-- Source records follows --

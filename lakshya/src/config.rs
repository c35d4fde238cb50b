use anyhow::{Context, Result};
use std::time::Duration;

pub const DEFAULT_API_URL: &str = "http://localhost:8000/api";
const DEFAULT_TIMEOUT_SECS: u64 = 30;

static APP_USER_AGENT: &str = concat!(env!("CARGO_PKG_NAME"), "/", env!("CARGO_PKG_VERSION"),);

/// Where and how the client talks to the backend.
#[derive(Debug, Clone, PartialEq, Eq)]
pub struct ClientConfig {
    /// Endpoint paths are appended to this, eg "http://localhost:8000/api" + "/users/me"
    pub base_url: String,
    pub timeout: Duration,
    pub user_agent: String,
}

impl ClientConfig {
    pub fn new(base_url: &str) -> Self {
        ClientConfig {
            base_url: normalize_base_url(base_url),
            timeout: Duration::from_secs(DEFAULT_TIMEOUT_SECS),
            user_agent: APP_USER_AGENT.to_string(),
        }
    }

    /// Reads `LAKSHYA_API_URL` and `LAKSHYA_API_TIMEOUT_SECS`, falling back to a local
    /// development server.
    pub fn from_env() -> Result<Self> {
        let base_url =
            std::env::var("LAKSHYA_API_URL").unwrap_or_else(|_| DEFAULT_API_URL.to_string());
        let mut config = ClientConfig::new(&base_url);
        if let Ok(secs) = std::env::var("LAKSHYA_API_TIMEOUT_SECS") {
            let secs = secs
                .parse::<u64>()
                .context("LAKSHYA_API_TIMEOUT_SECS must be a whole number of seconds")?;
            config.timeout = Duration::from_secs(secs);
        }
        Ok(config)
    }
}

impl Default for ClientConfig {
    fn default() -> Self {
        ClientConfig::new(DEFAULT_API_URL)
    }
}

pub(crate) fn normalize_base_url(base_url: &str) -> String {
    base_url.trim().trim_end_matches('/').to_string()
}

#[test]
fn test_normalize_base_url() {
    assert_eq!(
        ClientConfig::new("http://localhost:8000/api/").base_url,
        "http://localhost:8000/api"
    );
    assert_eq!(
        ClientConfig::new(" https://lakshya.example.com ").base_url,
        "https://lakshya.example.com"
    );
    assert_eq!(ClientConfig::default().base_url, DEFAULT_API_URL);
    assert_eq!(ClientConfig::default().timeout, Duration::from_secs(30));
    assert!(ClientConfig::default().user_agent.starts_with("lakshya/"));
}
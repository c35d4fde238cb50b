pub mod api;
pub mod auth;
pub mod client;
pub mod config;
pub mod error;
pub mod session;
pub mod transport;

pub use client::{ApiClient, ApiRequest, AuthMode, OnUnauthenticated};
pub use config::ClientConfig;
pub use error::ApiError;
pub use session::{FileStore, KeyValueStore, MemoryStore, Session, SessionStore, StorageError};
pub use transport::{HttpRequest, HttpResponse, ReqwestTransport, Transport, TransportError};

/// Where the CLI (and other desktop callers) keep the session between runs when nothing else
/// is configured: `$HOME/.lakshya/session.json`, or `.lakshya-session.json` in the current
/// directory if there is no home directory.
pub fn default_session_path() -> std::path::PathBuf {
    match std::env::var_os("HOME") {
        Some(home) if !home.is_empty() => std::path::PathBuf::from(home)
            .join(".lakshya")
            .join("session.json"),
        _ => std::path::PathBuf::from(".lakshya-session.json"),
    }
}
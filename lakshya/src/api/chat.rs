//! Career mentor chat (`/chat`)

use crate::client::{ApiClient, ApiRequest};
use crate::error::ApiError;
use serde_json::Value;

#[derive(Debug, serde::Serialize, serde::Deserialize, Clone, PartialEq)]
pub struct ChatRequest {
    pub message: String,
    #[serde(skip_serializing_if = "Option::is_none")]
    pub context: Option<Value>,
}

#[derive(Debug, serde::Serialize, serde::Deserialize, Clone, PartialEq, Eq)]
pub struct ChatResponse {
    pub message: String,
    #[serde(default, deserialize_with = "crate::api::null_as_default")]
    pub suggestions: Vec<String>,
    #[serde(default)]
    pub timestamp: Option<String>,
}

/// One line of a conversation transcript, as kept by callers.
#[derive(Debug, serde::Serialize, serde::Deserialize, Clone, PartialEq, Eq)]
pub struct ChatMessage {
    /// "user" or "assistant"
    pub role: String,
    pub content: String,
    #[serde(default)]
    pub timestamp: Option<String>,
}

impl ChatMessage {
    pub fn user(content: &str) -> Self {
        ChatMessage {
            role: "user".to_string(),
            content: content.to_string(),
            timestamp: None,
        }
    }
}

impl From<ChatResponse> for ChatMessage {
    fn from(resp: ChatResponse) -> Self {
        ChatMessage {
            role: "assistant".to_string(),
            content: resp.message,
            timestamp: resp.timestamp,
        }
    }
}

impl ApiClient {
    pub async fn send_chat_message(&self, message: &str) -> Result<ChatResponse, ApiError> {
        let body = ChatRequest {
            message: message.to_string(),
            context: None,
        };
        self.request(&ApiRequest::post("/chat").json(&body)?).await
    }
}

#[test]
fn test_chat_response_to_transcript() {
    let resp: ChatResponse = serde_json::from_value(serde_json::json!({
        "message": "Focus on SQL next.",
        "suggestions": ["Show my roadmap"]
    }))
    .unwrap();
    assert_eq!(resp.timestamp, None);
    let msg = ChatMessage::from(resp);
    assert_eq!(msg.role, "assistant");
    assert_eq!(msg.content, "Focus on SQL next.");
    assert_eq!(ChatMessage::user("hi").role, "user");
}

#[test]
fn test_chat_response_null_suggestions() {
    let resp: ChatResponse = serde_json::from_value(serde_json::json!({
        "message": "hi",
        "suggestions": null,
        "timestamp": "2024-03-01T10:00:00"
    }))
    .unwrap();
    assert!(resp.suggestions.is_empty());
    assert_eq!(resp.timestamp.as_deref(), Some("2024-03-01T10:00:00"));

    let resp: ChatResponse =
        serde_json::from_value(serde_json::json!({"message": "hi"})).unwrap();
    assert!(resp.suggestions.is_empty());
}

-- Source records concluded --
-- Source records follows --

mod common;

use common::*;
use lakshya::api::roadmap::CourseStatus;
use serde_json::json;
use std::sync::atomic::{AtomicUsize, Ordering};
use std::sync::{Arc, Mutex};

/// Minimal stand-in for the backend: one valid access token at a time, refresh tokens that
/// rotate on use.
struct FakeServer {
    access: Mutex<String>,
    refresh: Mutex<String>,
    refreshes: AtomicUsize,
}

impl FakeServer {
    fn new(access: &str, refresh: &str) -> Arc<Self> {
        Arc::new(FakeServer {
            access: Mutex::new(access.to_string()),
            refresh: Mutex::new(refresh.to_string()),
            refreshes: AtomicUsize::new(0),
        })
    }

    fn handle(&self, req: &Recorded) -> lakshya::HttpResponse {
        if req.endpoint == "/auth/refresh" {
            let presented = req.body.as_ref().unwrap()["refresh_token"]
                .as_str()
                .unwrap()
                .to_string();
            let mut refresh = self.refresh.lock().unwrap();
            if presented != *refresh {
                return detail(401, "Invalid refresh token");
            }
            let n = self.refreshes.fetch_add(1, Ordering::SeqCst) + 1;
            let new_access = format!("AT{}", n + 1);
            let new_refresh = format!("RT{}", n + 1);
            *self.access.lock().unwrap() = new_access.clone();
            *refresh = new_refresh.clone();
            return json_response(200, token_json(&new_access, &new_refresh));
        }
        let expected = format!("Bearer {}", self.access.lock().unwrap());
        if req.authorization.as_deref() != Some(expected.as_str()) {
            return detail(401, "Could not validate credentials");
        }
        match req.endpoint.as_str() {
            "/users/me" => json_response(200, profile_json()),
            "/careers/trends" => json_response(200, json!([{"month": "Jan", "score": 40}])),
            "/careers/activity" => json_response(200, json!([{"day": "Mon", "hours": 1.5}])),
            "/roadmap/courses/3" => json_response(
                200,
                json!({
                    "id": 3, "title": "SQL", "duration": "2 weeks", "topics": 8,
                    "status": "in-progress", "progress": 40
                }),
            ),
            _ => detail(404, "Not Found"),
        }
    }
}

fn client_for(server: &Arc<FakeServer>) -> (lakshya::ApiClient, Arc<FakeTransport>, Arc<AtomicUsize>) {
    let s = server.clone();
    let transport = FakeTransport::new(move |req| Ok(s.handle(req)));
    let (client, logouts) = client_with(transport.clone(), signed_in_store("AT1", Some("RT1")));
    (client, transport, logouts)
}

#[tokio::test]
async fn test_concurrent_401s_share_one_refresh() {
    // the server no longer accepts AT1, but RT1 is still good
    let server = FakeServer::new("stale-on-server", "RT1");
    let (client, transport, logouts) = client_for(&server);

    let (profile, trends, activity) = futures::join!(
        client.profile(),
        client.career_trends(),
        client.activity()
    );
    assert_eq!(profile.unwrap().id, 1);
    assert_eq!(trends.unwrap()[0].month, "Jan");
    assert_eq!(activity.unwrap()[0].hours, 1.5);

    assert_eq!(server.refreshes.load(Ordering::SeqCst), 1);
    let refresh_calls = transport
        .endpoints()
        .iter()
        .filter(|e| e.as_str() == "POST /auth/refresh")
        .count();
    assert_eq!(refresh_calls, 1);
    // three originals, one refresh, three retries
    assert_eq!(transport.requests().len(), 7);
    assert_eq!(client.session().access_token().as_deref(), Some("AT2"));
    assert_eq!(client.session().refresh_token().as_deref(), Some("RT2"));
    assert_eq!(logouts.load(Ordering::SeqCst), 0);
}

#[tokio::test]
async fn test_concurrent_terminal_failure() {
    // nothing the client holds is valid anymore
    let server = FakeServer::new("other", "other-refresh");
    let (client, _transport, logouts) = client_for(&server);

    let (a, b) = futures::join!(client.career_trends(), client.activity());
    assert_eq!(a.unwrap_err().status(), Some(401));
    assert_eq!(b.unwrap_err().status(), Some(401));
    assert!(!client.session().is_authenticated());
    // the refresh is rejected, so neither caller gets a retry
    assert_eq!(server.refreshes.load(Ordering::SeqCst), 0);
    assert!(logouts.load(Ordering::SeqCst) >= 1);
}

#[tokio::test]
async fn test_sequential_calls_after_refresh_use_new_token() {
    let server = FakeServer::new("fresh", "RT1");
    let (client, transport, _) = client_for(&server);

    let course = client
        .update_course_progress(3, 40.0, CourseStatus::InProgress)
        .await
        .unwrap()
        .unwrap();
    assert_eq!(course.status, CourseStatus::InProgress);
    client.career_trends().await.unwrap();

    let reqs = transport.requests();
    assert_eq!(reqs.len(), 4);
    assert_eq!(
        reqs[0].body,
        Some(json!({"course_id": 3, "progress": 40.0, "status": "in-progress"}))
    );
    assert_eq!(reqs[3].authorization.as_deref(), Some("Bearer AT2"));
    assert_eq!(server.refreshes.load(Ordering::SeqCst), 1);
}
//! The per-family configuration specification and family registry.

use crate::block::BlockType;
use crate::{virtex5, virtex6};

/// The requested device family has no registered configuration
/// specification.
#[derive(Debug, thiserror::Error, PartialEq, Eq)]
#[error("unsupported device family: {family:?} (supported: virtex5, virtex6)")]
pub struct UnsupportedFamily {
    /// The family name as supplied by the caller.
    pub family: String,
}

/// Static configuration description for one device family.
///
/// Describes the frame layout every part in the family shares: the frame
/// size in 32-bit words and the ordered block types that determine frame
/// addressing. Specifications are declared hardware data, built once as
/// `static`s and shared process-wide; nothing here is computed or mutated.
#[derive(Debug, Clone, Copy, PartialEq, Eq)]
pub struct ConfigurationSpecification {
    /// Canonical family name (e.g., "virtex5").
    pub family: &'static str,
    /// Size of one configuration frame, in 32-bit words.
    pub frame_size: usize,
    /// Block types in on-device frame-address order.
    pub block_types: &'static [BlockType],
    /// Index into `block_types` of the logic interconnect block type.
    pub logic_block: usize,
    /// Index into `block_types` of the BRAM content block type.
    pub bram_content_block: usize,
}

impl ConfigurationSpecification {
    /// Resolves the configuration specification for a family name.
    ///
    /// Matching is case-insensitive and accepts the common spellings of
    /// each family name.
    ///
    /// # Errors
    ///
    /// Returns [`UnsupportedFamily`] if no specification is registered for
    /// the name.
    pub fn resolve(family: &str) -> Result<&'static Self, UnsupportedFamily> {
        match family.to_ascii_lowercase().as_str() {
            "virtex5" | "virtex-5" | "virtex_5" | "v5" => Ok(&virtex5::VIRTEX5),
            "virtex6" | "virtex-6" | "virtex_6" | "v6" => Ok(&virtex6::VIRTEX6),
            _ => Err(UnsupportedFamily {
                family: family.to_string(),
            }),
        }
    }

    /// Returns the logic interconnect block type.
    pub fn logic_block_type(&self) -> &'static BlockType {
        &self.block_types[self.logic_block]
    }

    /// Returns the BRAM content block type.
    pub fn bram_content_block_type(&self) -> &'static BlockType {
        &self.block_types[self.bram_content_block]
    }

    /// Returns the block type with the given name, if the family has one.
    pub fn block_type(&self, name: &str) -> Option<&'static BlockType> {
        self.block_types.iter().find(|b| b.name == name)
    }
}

-- Source records concluded --

Reproduce each line of the entries in which the word "async" is found.

__Reply to the task__:
    pub async fn send_chat_message(&self, message: &str) -> Result<ChatResponse, ApiError> {
async fn test_concurrent_401s_share_one_refresh() {
async fn test_concurrent_terminal_failure() {
async fn test_sequential_calls_after_refresh_use_new_token() {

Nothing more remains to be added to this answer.